Who Will Make Your Medical Decisions?

If there is anything of practical value to be gained from the attention being paid to the sad circumstances of Terri Schiavo, it might be the impetus for many of us to give some consideration to the question of who will make decisions on our behalf should we become incapacitated. These are conversations that most of us don't really want to have. Confronting our own mortality, or that of a loved one, is not a comfortable thing. We tend not to think of these things at all when we're young, and frankly, these conversations tend to become more uncomfortable, rather than less so, in middle age.

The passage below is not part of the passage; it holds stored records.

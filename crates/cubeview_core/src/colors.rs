use serde::{Deserialize, Serialize};

use crate::Rgb;

/// Mapping from facelet codes to sticker colors.
#[derive(Serialize, Deserialize, Debug, Clone, PartialEq, Eq)]
pub struct ColorScheme {
    /// Color for faces that are not visible and for unknown facelet codes.
    pub hidden: Rgb,
    /// Color for each known facelet code.
    pub stickers: Vec<StickerColor>,
}
impl Default for ColorScheme {
    fn default() -> Self {
        let sticker = |code, packed| StickerColor {
            code,
            color: Rgb::from_u32(packed),
        };
        Self {
            hidden: Rgb::from_u32(0x111111),
            stickers: vec![
                sticker('W', 0xffffff),
                sticker('R', 0xff0000),
                sticker('G', 0x00ff00),
                sticker('Y', 0xffff00),
                sticker('O', 0xffa500),
                sticker('B', 0x0000ff),
                sticker('_', 0xcccccc),
            ],
        }
    }
}
impl ColorScheme {
    /// Returns the color for a facelet code, or `None` if the code is unknown.
    pub fn get(&self, code: char) -> Option<Rgb> {
        self.stickers
            .iter()
            .find(|s| s.code == code)
            .map(|s| s.color)
    }
    /// Returns the color for a facelet code, or the hidden color if the code
    /// is unknown.
    pub fn color_for(&self, code: char) -> Rgb {
        self.get(code).unwrap_or(self.hidden)
    }
}

/// Color assigned to one facelet code.
#[derive(Serialize, Deserialize, Debug, Copy, Clone, PartialEq, Eq)]
pub struct StickerColor {
    /// Facelet code, such as `W`.
    pub code: char,
    /// Color to display.
    pub color: Rgb,
}
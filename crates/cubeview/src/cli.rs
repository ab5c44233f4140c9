use std::collections::BTreeMap;
use std::path::{Path, PathBuf};
use std::time::Duration;

use cubeview_core::{
    Coords, DEFAULT_SCRAMBLE_LENGTH, Face, FaceletState, Rgb, format_moves, parse_moves,
    random_scramble,
};
use cubeview_prefs::Preferences;
use cubeview_view::CubeSimulation;
use eyre::{Context, Result, ensure};
use rand::SeedableRng;
use serde::Serialize;

use crate::renderer::LoggingRenderer;

/// Cubeview command-line interface
#[derive(Debug, clap::Parser)]
#[command(version)]
pub(crate) struct Args {
    /// Preferences file to use instead of the default location.
    #[arg(long, global = true)]
    pub prefs: Option<PathBuf>,

    #[command(subcommand)]
    pub subcommand: Subcommand,
}

#[derive(clap::Subcommand, Debug)]
pub(crate) enum Subcommand {
    /// Apply moves to a facelet state and print the resulting state.
    Apply {
        /// 54-character facelet state (blocks U, L, F, R, B, D).
        state: String,
        /// Moves such as `R`, `U'`, or `F2`.
        moves: Vec<String>,
    },
    /// Print whether a facelet state is solved, as JSON.
    Check {
        /// 54-character facelet state.
        state: String,
    },
    /// Generate a random scramble and print it with its facelet state, as
    /// JSON.
    Scramble {
        /// Number of moves.
        #[arg(short, long, default_value_t = DEFAULT_SCRAMBLE_LENGTH)]
        length: usize,
        /// Seed for a reproducible scramble.
        #[arg(short, long)]
        seed: Option<u64>,
    },
    /// Animate moves headlessly at a fixed frame rate and print every cubie,
    /// as JSON.
    Simulate {
        /// Initial facelet state (default solved).
        #[arg(long)]
        state: Option<String>,
        /// Frames per second.
        #[arg(long, default_value_t = 60.0)]
        fps: f32,
        /// Moves to animate.
        moves: Vec<String>,
    },
    /// Write the preferences in effect, with every default filled in, to the
    /// preferences file.
    SavePrefs,
}

pub(crate) fn exec(args: Args) -> Result<()> {
    match args.subcommand {
        Subcommand::Apply { state, moves } => {
            println!("{}", apply(&state, &moves)?);
            Ok(())
        }

        Subcommand::Check { state } => write_json_output(&check(&state)?),

        Subcommand::Scramble { length, seed } => write_json_output(&scramble(length, seed)),

        Subcommand::Simulate { state, fps, moves } => {
            let prefs = load_prefs(args.prefs.as_deref())?;
            write_json_output(&simulate(&prefs, state.as_deref(), fps, &moves)?)
        }

        Subcommand::SavePrefs => {
            let path = save_prefs(args.prefs.as_deref())?;
            println!("{}", path.display());
            Ok(())
        }
    }
}

fn load_prefs(path: Option<&Path>) -> Result<Preferences> {
    match path {
        Some(path) => Preferences::load_from_file(path),
        None => Ok(Preferences::load(None)),
    }
}

fn save_prefs(path: Option<&Path>) -> Result<PathBuf> {
    let prefs = load_prefs(path)?;
    match path {
        Some(path) => {
            prefs.save_to(path)?;
            Ok(path.to_path_buf())
        }
        None => Ok(prefs.save()?.to_path_buf()),
    }
}

fn apply(state: &str, moves: &[String]) -> Result<FaceletState> {
    let state: FaceletState = state.parse().context("error parsing facelet state")?;
    let moves = parse_moves(&moves.join(" ")).context("error parsing moves")?;
    Ok(state.apply_moves(moves))
}

#[derive(Serialize, Debug, PartialEq)]
struct CheckOutput {
    solved: bool,
}

fn check(state: &str) -> Result<CheckOutput> {
    let state: FaceletState = state.parse().context("error parsing facelet state")?;
    Ok(CheckOutput {
        solved: state.is_solved(),
    })
}

#[derive(Serialize, Debug, PartialEq)]
struct ScrambleOutput {
    scramble: String,
    state: String,
}

fn scramble(length: usize, seed: Option<u64>) -> ScrambleOutput {
    let moves = match seed {
        Some(seed) => random_scramble(&mut rand_chacha::ChaCha12Rng::seed_from_u64(seed), length),
        None => random_scramble(&mut rand::rng(), length),
    };
    ScrambleOutput {
        scramble: format_moves(&moves),
        state: FaceletState::solved().apply_moves(moves).to_string(),
    }
}

#[derive(Serialize, Debug)]
struct SimulateOutput {
    frames: usize,
    redraws: usize,
    state: Option<String>,
    cubies: Vec<CubieSnapshot>,
}

#[derive(Serialize, Debug)]
struct CubieSnapshot {
    id: u8,
    home: Coords,
    coords: Coords,
    position: [f32; 3],
    /// Color facing each direction, keyed by face letter.
    colors: BTreeMap<char, Rgb>,
}

fn simulate(
    prefs: &Preferences,
    state: Option<&str>,
    fps: f32,
    moves: &[String],
) -> Result<SimulateOutput> {
    ensure!(fps > 0.0 && fps.is_finite(), "fps must be positive");
    let frame = Duration::from_secs_f32(1.0 / fps);

    let mut sim = CubeSimulation::new(LoggingRenderer::default(), prefs);
    match state {
        Some(s) => sim.colorize(s).context("error parsing facelet state")?,
        None => sim.set_state(FaceletState::solved()),
    }
    sim.apply_moves(&moves.join(" ")).context("error parsing moves")?;
    log::info!("simulating {} moves at {fps} fps", sim.pending_moves());

    let mut frames = 0;
    while sim.tick(frame) {
        frames += 1;
    }

    let model = sim.model();
    let cubies = model
        .iter()
        .map(|(id, cubie)| CubieSnapshot {
            id: id.0,
            home: cubie.home(),
            coords: cubie.coords(),
            position: cubie.transform().position.into(),
            colors: Face::ALL
                .into_iter()
                .filter(|&direction| cubie.coords().is_on_face(direction))
                .map(|direction| (direction.to_char(), cubie.color(cubie.slot_facing(direction))))
                .collect(),
        })
        .collect();

    let state = sim.latest_state().map(|s| s.to_string());
    Ok(SimulateOutput {
        frames,
        redraws: sim.into_renderer().redraws,
        state,
        cubies,
    })
}

fn write_json_output<T: Serialize>(value: &T) -> Result<()> {
    serde_json::to_writer_pretty(std::io::stdout(), value)
        .context("error serializing data and writing to stdout")?;
    println!();
    Ok(())
}
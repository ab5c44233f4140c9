//! Face turn notation such as `R`, `U'`, and `F2`.

use std::f32::consts::FRAC_PI_2;
use std::fmt;
use std::str::FromStr;

use itertools::Itertools;
use rand::Rng;

use crate::{Axis, CubeError, Face, MoveError};

/// Number of moves in a scramble when no length is given.
pub const DEFAULT_SCRAMBLE_LENGTH: usize = 25;

/// Amount and direction of a face turn.
#[derive(Debug, Copy, Clone, PartialEq, Eq, Hash)]
pub enum Turn {
    /// 90° clockwise, as seen looking at the face. Written with no suffix.
    Clockwise,
    /// 90° counterclockwise. Written with a `'` suffix.
    CounterClockwise,
    /// 180°. Written with a `2` suffix.
    Double,
}
impl Turn {
    /// Returns the notation suffix for the turn.
    pub fn suffix(self) -> &'static str {
        match self {
            Turn::Clockwise => "",
            Turn::CounterClockwise => "'",
            Turn::Double => "2",
        }
    }
    /// Returns the turn that undoes this one.
    #[must_use]
    pub fn inverse(self) -> Turn {
        match self {
            Turn::Clockwise => Turn::CounterClockwise,
            Turn::CounterClockwise => Turn::Clockwise,
            Turn::Double => Turn::Double,
        }
    }
    /// Returns the number of counterclockwise quarter turns around the
    /// positive axis of the R, U, or F face.
    fn base_quarter_turns(self) -> i8 {
        match self {
            Turn::Clockwise => -1,
            Turn::CounterClockwise => 1,
            Turn::Double => 2,
        }
    }
}

/// Face turn on a 3x3x3 cube.
#[derive(Debug, Copy, Clone, PartialEq, Eq, Hash)]
pub struct Move {
    /// Face whose outer layer turns.
    pub face: Face,
    /// How far the layer turns.
    pub turn: Turn,
}
impl fmt::Display for Move {
    fn fmt(&self, f: &mut fmt::Formatter<'_>) -> fmt::Result {
        write!(f, "{}{}", self.face, self.turn.suffix())
    }
}
impl FromStr for Move {
    type Err = CubeError;

    fn from_str(s: &str) -> Result<Self, Self::Err> {
        let invalid = |reason| CubeError::InvalidMove {
            token: s.to_string(),
            reason,
        };

        let mut chars = s.chars();
        let face_char = chars.next().ok_or_else(|| invalid(MoveError::Empty))?;
        let face =
            Face::from_char(face_char).ok_or_else(|| invalid(MoveError::UnknownFace(face_char)))?;
        let turn = match chars.as_str() {
            "" => Turn::Clockwise,
            "'" => Turn::CounterClockwise,
            // A half turn is the same either way.
            "2" | "2'" => Turn::Double,
            other => return Err(invalid(MoveError::UnknownModifier(other.to_string()))),
        };
        Ok(Move { face, turn })
    }
}
impl Move {
    /// All 18 face turns.
    pub const ALL: [Move; 18] = {
        let faces = [Face::U, Face::D, Face::L, Face::R, Face::F, Face::B];
        let turns = [Turn::Clockwise, Turn::CounterClockwise, Turn::Double];
        let mut ret = [Move::new(Face::U, Turn::Clockwise); 18];
        let mut i = 0;
        while i < 18 {
            ret[i] = Move::new(faces[i / 3], turns[i % 3]);
            i += 1;
        }
        ret
    };

    /// Constructs a move.
    pub const fn new(face: Face, turn: Turn) -> Self {
        Self { face, turn }
    }

    /// Returns the axis that the layer rotates around.
    pub fn axis(self) -> Axis {
        self.face.axis()
    }
    /// Returns the number of counterclockwise quarter turns around the
    /// positive direction of [`Move::axis()`].
    ///
    /// Clockwise turns of R, U, and F are negative. L, D, and B look at the
    /// cube from the other side, so their sign is flipped.
    pub fn quarter_turns(self) -> i8 {
        self.turn.base_quarter_turns() * self.face.layer()
    }
    /// Returns the rotation angle in radians around the positive direction of
    /// [`Move::axis()`].
    pub fn angle(self) -> f32 {
        self.quarter_turns() as f32 * FRAC_PI_2
    }
    /// Returns the move that undoes this one.
    #[must_use]
    pub fn inverse(self) -> Move {
        Move::new(self.face, self.turn.inverse())
    }
}

/// Parses a whitespace-separated sequence of moves such as `R U R' U'`.
pub fn parse_moves(s: &str) -> Result<Vec<Move>, CubeError> {
    s.split_whitespace().map(str::parse::<Move>).collect()
}

/// Formats a sequence of moves separated by spaces.
pub fn format_moves(moves: &[Move]) -> String {
    moves.iter().join(" ")
}

/// Returns a sequence of `len` uniformly random face turns.
pub fn random_scramble<R: Rng + ?Sized>(rng: &mut R, len: usize) -> Vec<Move> {
    (0..len)
        .map(|_| Move::ALL[rng.random_range(0..Move::ALL.len())])
        .collect()
}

So where do you start? Do you have a spouse? If you don't, do you have children, a sibling or a trusted friend who could make important medical decisions with your best interests at heart? How much do you wish to be done for you? Do you want medical science to exhaust every effort, or is there a line you don't wish to cross? Who have you told about this? Did you impart this information during the course of a casual conversation, or have you written any of it down? If you don't write it down, do you trust those closest to you to have the courage of your convictions when the time comes to make a decision that might end or extend your life?

If you think you're ready to start thinking about any of this, the American Bar Association and the AARP provide a couple of starting points where you can get some of your questions answered. In most cases, it's not as difficult as you might think, and you don't even need a lawyer. What you do need is a willingness to give the end of your life some thought.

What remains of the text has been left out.